Both Nelson and Monson rose up church leadership ranks after being named to a governing body called the Quorum of the Twelve Apostles, modeled after Jesus Christ's apostles. Members of the all-male panel serve under the church president and his two counselors and remain on the panel until they die.

Church members and scholars will be closely watching Saturday to see if the Utah-based church adds diversity to its top leadership tier, which is made up entirely of white men from the U.S. with the exception of one German, Dieter Uchtdorf.

More than half of the religion's 16 million members live outside the United States, and some Mormons would like to see the church's global footprint represented in leadership.

The last time there were openings on the quorum, in October 2015, the church chose three Utah men.

Women aren't allowed on the religion's highest leadership councils or in the faith's lay clergy that lead local congregations. Church officials say their doctrine states men and women are equal, but only men are allowed in the lay priesthood because the religion follows the "pattern set by the Savior when it comes to priesthood ordination."

A contingent of Mormons have advocated for years for a change in doctrine to allow women in the priesthood — including large rallies outside church conferences in 2013 and 2014 — but the Mormon church remains committed to its patriarchal structure. Nine highest-ranking women in the church oversee three organizations that run programs for women and girls. These councils sit below several layers of leadership groups reserved for men.

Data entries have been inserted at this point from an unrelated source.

//! Scales, key naming, and instrument configuration for bellows.
//!
//! # Features
//!
//! - **Scales**: [`ScaleDefinition`] patterns expanded by [`ScaleMap`] into
//!   one MIDI note per playable key
//! - **Naming**: Western or Sargam labels via [`NamingMode`]
//! - **Configuration**: [`InstrumentConfig`] loaded from and saved to TOML
//! - **Paths**: Platform-specific config directory
//!
//! # Example
//!
//! ```rust
//! use bellows_config::{InstrumentConfig, NamingMode};
//!
//! let config = InstrumentConfig::from_toml(
//!     r#"
//! [keyboard]
//! scale = "Kafi"
//! naming = "sargam"
//! "#,
//! )
//! .unwrap();
//! config.validate(11).unwrap();
//!
//! let map = config.scale_map(11).unwrap();
//! let legend = map.legend(NamingMode::Sargam);
//! assert_eq!(legend[2].label, "ga");
//! ```

mod error;
mod instrument;
mod scale;

/// Platform-specific configuration paths.
pub mod paths;

/// Scales bundled with the library.
pub mod factory_scales;

pub use error::ConfigError;
pub use factory_scales::{DEFAULT_SCALE, factory_scales};
pub use instrument::{EngineConfig, InstrumentConfig, KeyboardConfig, PressureCurve, SensorConfig};
pub use paths::{default_config_path, ensure_user_config_dir, user_config_dir};
pub use scale::{LegendEntry, MAX_BASE_OCTAVE, MAX_NOTE, NamingMode, ScaleDefinition, ScaleMap};
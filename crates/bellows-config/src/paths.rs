//! Platform-specific configuration paths.
//!
//! - Linux: `~/.config/bellows/`
//! - macOS: `~/Library/Application Support/bellows/`
//! - Windows: `%APPDATA%\bellows\`

use std::path::PathBuf;

/// Application name used for directory paths.
const APP_NAME: &str = "bellows";

/// File name of the instrument configuration.
pub const CONFIG_FILE_NAME: &str = "bellows.toml";

/// Returns the user-specific configuration directory.
///
/// Returns a fallback path if the config directory cannot be determined.
pub fn user_config_dir() -> PathBuf {
    dirs::config_dir()
        .unwrap_or_else(|| PathBuf::from("."))
        .join(APP_NAME)
}

/// Path of the user's instrument configuration file.
pub fn default_config_path() -> PathBuf {
    user_config_dir().join(CONFIG_FILE_NAME)
}

/// Ensure the user config directory exists, creating it if necessary.
pub fn ensure_user_config_dir() -> Result<PathBuf, crate::ConfigError> {
    let dir = user_config_dir();
    if !dir.exists() {
        std::fs::create_dir_all(&dir).map_err(|e| crate::ConfigError::create_dir(&dir, e))?;
    }
    Ok(dir)
}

The new leaders are likely to come from next-tier of church leaders, which is called the Quorum of the Seventy, which is where the last 12 men chosen were working before their selections.

The new Quorum members will join a quorum undergoing a substantial turnover following a string of deaths as previous leaders succumbed to the effects of aging.

After Saturday, five of the 12 panel members will have been appointed in the past three years. Prior to 2015, it had been six years since a new quorum member was chosen, and more than a decade since the leadership council had two openings.